***** PROVIDED RECORDS
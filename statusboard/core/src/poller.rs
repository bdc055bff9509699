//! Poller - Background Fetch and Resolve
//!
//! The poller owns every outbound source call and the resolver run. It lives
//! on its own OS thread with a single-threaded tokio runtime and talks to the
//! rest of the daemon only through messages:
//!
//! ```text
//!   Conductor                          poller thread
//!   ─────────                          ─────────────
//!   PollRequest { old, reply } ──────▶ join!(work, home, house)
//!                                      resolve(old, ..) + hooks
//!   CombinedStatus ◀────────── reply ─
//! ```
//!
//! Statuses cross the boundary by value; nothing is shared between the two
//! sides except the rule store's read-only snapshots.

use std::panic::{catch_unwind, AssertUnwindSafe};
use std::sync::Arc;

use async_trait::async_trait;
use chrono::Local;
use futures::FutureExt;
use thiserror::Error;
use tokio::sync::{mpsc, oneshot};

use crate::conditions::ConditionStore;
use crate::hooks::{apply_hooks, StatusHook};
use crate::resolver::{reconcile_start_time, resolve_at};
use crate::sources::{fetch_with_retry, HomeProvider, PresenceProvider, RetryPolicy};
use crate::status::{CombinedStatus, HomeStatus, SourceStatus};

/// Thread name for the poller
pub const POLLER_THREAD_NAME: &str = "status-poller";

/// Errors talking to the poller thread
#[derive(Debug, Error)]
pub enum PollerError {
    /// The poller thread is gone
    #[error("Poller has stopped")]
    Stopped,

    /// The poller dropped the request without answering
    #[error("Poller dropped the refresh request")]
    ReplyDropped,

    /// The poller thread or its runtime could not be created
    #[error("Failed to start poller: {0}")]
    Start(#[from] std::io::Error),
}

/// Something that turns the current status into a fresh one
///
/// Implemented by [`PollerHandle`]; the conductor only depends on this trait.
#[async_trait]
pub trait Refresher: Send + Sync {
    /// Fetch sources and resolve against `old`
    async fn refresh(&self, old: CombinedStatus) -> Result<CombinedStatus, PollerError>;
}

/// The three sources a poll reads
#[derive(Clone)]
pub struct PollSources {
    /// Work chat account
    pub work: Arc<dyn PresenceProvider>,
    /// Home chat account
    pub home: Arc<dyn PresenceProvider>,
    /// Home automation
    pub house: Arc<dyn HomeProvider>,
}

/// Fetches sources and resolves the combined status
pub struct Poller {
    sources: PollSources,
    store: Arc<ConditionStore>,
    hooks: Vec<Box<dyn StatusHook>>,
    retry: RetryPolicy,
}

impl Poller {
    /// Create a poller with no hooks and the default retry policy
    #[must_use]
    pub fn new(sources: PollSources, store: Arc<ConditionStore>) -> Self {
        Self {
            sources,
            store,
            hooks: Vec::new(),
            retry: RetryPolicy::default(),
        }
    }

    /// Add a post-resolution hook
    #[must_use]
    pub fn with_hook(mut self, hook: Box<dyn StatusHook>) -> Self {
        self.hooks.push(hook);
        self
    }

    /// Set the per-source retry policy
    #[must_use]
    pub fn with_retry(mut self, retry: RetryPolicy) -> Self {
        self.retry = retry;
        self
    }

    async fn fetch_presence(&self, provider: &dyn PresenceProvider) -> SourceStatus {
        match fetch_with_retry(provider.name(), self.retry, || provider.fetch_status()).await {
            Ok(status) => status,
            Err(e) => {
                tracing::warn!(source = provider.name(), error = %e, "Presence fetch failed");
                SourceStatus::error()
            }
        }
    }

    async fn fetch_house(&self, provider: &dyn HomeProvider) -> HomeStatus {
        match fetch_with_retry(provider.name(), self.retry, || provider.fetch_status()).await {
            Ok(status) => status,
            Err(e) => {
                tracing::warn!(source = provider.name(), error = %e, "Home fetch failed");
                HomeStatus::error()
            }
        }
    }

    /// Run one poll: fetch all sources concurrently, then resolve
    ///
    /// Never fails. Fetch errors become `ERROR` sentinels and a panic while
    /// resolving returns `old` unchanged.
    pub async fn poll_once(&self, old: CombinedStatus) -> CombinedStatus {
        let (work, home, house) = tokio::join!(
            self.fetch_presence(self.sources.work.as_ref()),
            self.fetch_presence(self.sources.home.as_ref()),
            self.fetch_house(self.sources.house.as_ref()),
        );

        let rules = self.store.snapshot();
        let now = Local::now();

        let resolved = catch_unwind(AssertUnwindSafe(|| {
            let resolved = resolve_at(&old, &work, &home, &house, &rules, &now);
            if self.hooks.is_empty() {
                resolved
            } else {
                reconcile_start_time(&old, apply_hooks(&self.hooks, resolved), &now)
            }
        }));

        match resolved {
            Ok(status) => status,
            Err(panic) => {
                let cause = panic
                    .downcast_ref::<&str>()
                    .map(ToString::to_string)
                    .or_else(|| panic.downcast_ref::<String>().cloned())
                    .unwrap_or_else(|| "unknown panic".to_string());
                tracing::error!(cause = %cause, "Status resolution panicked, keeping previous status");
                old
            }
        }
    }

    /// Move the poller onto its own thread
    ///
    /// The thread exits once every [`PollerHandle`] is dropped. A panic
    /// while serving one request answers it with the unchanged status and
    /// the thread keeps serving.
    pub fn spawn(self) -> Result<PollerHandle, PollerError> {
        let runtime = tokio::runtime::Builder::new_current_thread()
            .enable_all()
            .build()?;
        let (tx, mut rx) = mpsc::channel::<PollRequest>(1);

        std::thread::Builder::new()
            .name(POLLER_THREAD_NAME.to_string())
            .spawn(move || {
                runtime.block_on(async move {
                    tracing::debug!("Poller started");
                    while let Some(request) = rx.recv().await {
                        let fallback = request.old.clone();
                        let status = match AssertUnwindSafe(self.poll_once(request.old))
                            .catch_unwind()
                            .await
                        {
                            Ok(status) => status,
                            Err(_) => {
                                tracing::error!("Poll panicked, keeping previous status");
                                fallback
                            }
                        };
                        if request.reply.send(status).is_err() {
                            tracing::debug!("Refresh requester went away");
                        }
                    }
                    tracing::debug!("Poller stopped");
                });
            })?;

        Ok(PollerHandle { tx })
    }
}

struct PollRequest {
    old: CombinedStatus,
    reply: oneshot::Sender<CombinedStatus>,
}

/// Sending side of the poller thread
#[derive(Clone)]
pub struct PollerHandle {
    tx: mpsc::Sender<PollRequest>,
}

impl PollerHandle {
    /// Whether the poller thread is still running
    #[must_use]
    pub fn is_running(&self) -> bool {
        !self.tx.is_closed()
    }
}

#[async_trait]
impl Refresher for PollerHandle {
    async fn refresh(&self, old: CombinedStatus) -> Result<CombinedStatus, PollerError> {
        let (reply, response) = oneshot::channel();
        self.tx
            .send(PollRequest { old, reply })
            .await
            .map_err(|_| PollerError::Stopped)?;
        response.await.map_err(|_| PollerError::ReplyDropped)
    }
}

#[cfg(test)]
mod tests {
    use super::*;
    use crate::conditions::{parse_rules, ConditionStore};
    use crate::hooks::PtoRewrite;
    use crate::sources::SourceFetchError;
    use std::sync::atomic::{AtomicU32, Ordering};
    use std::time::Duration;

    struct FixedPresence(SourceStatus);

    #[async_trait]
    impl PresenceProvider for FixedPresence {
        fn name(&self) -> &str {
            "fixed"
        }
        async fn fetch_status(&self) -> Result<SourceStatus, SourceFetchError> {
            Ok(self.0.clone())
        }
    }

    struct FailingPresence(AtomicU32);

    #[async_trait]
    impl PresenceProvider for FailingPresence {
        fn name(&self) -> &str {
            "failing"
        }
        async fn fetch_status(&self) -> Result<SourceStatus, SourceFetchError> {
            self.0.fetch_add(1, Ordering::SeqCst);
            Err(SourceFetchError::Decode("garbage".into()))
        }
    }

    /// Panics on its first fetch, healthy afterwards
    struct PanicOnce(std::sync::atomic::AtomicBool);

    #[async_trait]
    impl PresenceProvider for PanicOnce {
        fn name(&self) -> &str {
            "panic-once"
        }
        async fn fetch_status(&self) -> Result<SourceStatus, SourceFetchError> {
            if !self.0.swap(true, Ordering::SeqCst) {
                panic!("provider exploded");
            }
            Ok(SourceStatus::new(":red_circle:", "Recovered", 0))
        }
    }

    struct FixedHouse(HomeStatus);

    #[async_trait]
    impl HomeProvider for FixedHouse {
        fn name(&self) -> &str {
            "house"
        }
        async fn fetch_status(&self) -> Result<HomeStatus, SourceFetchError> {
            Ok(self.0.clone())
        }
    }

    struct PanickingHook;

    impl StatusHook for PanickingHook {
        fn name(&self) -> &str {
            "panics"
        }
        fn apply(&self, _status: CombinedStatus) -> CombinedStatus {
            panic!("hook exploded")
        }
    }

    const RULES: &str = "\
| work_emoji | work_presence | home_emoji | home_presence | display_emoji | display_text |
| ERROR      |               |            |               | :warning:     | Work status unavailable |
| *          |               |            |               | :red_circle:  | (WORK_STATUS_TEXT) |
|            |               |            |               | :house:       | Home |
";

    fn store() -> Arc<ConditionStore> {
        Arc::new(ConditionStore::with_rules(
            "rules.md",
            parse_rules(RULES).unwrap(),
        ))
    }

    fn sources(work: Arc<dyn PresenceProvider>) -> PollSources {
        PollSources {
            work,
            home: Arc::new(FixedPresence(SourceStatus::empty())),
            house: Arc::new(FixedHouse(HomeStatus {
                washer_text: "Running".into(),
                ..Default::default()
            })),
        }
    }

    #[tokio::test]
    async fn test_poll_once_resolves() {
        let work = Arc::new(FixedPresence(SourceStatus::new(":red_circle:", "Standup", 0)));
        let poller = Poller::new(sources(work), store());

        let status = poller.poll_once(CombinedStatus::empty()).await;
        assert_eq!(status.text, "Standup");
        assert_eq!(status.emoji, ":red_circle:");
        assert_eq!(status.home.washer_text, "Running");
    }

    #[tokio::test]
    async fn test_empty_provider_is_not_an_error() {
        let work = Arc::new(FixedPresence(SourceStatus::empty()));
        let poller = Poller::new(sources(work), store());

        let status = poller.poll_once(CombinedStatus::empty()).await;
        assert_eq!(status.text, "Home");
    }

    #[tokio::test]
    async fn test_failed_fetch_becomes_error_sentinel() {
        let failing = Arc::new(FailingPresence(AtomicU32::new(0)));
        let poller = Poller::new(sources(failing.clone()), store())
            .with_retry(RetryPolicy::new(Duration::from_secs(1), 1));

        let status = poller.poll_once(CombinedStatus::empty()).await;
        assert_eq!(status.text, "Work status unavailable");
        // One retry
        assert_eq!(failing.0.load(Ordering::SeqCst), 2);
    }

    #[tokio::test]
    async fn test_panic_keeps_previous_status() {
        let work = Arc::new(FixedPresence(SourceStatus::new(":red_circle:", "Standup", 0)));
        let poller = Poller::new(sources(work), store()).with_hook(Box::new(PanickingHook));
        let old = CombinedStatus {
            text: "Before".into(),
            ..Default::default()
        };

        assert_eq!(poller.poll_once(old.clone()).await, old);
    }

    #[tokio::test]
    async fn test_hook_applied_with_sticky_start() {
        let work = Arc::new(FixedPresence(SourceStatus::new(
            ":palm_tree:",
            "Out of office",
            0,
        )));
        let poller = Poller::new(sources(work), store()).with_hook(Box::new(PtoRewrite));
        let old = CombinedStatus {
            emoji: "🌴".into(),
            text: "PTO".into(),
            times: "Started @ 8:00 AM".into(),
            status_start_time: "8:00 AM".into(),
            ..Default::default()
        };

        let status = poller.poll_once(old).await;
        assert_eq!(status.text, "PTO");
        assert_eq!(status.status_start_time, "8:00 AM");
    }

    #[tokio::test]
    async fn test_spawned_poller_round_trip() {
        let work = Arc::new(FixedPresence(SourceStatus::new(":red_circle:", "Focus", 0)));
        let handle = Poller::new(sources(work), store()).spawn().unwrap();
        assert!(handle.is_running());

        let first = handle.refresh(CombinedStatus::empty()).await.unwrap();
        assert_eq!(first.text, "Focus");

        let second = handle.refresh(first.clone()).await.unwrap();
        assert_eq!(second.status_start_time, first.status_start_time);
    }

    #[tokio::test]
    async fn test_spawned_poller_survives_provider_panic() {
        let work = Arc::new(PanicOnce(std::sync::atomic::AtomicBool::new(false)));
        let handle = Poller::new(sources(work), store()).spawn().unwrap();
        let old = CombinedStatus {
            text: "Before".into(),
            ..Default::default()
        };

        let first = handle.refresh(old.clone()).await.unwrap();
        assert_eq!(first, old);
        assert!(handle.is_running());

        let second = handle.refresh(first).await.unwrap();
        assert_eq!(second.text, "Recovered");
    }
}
**********
Gather and copy every line of the data in which the string "HomeProvider" is found.

use crate::sources::{fetch_with_retry, HomeProvider, PresenceProvider, RetryPolicy};
    pub house: Arc<dyn HomeProvider>,
    async fn fetch_house(&self, provider: &dyn HomeProvider) -> HomeStatus {
    impl HomeProvider for FixedHouse {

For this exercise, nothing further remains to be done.